● **Task to carry out**
What follows is a listing. Write it all out exactly.

● **Provided records**
//! Quick-open command palette

use super::SearchEntry;
use std::sync::Arc;
use tracing::debug;

/// Receives navigation requests.
pub trait Navigator {
    fn navigate(&mut self, path: &str);
}

/// Case-insensitive match of `query` against an entry.
///
/// Every whitespace-separated token of the query must occur somewhere in
/// the entry's haystack. An empty query matches everything.
pub fn matches_query(entry: &SearchEntry, query: &str) -> bool {
    let haystack = entry.haystack().to_lowercase();
    query
        .split_whitespace()
        .all(|token| haystack.contains(&token.to_lowercase()))
}

/// Palette state: open flag, current query and the entries to search.
#[derive(Debug, Clone)]
pub struct CommandPalette {
    entries: Arc<[SearchEntry]>,
    query: String,
    open: bool,
}

impl CommandPalette {
    /// Create a closed palette over `entries`.
    pub fn new(entries: Arc<[SearchEntry]>) -> Self {
        Self {
            entries,
            query: String::new(),
            open: false,
        }
    }

    pub fn is_open(&self) -> bool {
        self.open
    }

    pub fn open(&mut self) {
        self.open = true;
    }

    /// Close the palette and clear the query.
    pub fn close(&mut self) {
        self.open = false;
        self.query.clear();
    }

    /// The Ctrl/Cmd+K shortcut.
    pub fn toggle_open(&mut self) {
        if self.open {
            self.close();
        } else {
            self.open();
        }
    }

    pub fn query(&self) -> &str {
        &self.query
    }

    pub fn set_query(&mut self, query: impl Into<String>) {
        self.query = query.into();
    }

    /// Swap in freshly built entries (e.g. after the index was rebuilt).
    pub fn set_entries(&mut self, entries: Arc<[SearchEntry]>) {
        self.entries = entries;
    }

    /// Entries matching the current query, in index order.
    pub fn filter(&self) -> Vec<&SearchEntry> {
        self.entries
            .iter()
            .filter(|entry| matches_query(entry, &self.query))
            .collect()
    }

    /// Select the entry with `id`: issue one navigation to its path and close.
    ///
    /// Returns `false` without navigating when no entry has that id.
    pub fn select(&mut self, id: &str, navigator: &mut dyn Navigator) -> bool {
        let Some(entry) = self.entries.iter().find(|e| e.id == id) else {
            debug!(id, "Palette selection matched no entry");
            return false;
        };
        let path = entry.path.clone();
        debug!(id, path = %path, "Palette selection");
        navigator.navigate(&path);
        self.close();
        true
    }
}

#[cfg(test)]
mod tests {
    use super::*;

    #[derive(Default)]
    struct Recorder(Vec<String>);

    impl Navigator for Recorder {
        fn navigate(&mut self, path: &str) {
            self.0.push(path.to_string());
        }
    }

    fn entry(id: &str, label: &str, category: &str, description: &str) -> SearchEntry {
        SearchEntry {
            id: id.to_string(),
            label: label.to_string(),
            description: description.to_string(),
            path: format!("/tools/{}/{}", category.to_lowercase(), id),
            category_label: category.to_string(),
        }
    }

    fn palette() -> CommandPalette {
        CommandPalette::new(
            vec![
                entry("format", "Format", "JSON", "Pretty-print JSON with 2-space indentation."),
                entry("trim", "Trim", "Strings", "Removes leading and trailing whitespace."),
                entry("upper-case", "Upper Case", "Strings", ""),
            ]
            .into(),
        )
    }

    #[test]
    fn test_empty_query_matches_all() {
        assert_eq!(palette().filter().len(), 3);
    }

    #[test]
    fn test_query_is_case_insensitive() {
        let mut palette = palette();
        palette.set_query("JSON");
        let ids: Vec<_> = palette.filter().iter().map(|e| e.id.as_str()).collect();
        assert_eq!(ids, vec!["format"]);

        palette.set_query("strings WHITESPACE");
        let ids: Vec<_> = palette.filter().iter().map(|e| e.id.as_str()).collect();
        assert_eq!(ids, vec!["trim"]);
    }

    #[test]
    fn test_select_navigates_once_and_closes() {
        let mut palette = palette();
        palette.open();
        palette.set_query("json");
        let mut nav = Recorder::default();

        assert!(palette.select("format", &mut nav));
        assert_eq!(nav.0, vec!["/tools/json/format".to_string()]);
        assert!(!palette.is_open());
        assert_eq!(palette.query(), "");
    }

    #[test]
    fn test_select_unknown_is_noop() {
        let mut palette = palette();
        palette.open();
        let mut nav = Recorder::default();

        assert!(!palette.select("nope", &mut nav));
        assert!(nav.0.is_empty());
        assert!(palette.is_open());
    }

    #[test]
    fn test_toggle_open() {
        let mut palette = palette();
        palette.toggle_open();
        assert!(palette.is_open());
        palette.set_query("x");
        palette.toggle_open();
        assert!(!palette.is_open());
        assert_eq!(palette.query(), "");
    }
}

● **Answer to this task**
//! Quick-open command palette

use super::SearchEntry;
use std::sync::Arc;
use tracing::debug;

/// Receives navigation requests.
pub trait Navigator {
    fn navigate(&mut self, path: &str);
}

/// Case-insensitive match of `query` against an entry.
///
/// Every whitespace-separated token of the query must occur somewhere in
/// the entry's haystack. An empty query matches everything.
pub fn matches_query(entry: &SearchEntry, query: &str) -> bool {
    let haystack = entry.haystack().to_lowercase();
    query
        .split_whitespace()
        .all(|token| haystack.contains(&token.to_lowercase()))
}

/// Palette state: open flag, current query and the entries to search.
#[derive(Debug, Clone)]
pub struct CommandPalette {
    entries: Arc<[SearchEntry]>,
    query: String,
    open: bool,
}

impl CommandPalette {
    /// Create a closed palette over `entries`.
    pub fn new(entries: Arc<[SearchEntry]>) -> Self {
        Self {
            entries,
            query: String::new(),
            open: false,
        }
    }

    pub fn is_open(&self) -> bool {
        self.open
    }

    pub fn open(&mut self) {
        self.open = true;
    }

    /// Close the palette and clear the query.
    pub fn close(&mut self) {
        self.open = false;
        self.query.clear();
    }

    /// The Ctrl/Cmd+K shortcut.
    pub fn toggle_open(&mut self) {
        if self.open {
            self.close();
        } else {
            self.open();
        }
    }

    pub fn query(&self) -> &str {
        &self.query
    }

    pub fn set_query(&mut self, query: impl Into<String>) {
        self.query = query.into();
    }

    /// Swap in freshly built entries (e.g. after the index was rebuilt).
    pub fn set_entries(&mut self, entries: Arc<[SearchEntry]>) {
        self.entries = entries;
    }

    /// Entries matching the current query, in index order.
    pub fn filter(&self) -> Vec<&SearchEntry> {
        self.entries
            .iter()
            .filter(|entry| matches_query(entry, &self.query))
            .collect()
    }

    /// Select the entry with `id`: issue one navigation to its path and close.
    ///
    /// Returns `false` without navigating when no entry has that id.
    pub fn select(&mut self, id: &str, navigator: &mut dyn Navigator) -> bool {
        let Some(entry) = self.entries.iter().find(|e| e.id == id) else {
            debug!(id, "Palette selection matched no entry");
            return false;
        };
        let path = entry.path.clone();
        debug!(id, path = %path, "Palette selection");
        navigator.navigate(&path);
        self.close();
        true
    }
}

#[cfg(test)]
mod tests {
    use super::*;

    #[derive(Default)]
    struct Recorder(Vec<String>);

    impl Navigator for Recorder {
        fn navigate(&mut self, path: &str) {
            self.0.push(path.to_string());
        }
    }

    fn entry(id: &str, label: &str, category: &str, description: &str) -> SearchEntry {
        SearchEntry {
            id: id.to_string(),
            label: label.to_string(),
            description: description.to_string(),
            path: format!("/tools/{}/{}", category.to_lowercase(), id),
            category_label: category.to_string(),
        }
    }

    fn palette() -> CommandPalette {
        CommandPalette::new(
            vec![
                entry("format", "Format", "JSON", "Pretty-print JSON with 2-space indentation."),
                entry("trim", "Trim", "Strings", "Removes leading and trailing whitespace."),
                entry("upper-case", "Upper Case", "Strings", ""),
            ]
            .into(),
        )
    }

    #[test]
    fn test_empty_query_matches_all() {
        assert_eq!(palette().filter().len(), 3);
    }

    #[test]
    fn test_query_is_case_insensitive() {
        let mut palette = palette();
        palette.set_query("JSON");
        let ids: Vec<_> = palette.filter().iter().map(|e| e.id.as_str()).collect();
        assert_eq!(ids, vec!["format"]);

        palette.set_query("strings WHITESPACE");
        let ids: Vec<_> = palette.filter().iter().map(|e| e.id.as_str()).collect();
        assert_eq!(ids, vec!["trim"]);
    }

    #[test]
    fn test_select_navigates_once_and_closes() {
        let mut palette = palette();
        palette.open();
        palette.set_query("json");
        let mut nav = Recorder::default();

        assert!(palette.select("format", &mut nav));
        assert_eq!(nav.0, vec!["/tools/json/format".to_string()]);
        assert!(!palette.is_open());
        assert_eq!(palette.query(), "");
    }

    #[test]
    fn test_select_unknown_is_noop() {
        let mut palette = palette();
        palette.open();
        let mut nav = Recorder::default();

        assert!(!palette.select("nope", &mut nav));
        assert!(nav.0.is_empty());
        assert!(palette.is_open());
    }

    #[test]
    fn test_toggle_open() {
        let mut palette = palette();
        palette.toggle_open();
        assert!(palette.is_open());
        palette.set_query("x");
        palette.toggle_open();
        assert!(!palette.is_open());
        assert_eq!(palette.query(), "");
    }
}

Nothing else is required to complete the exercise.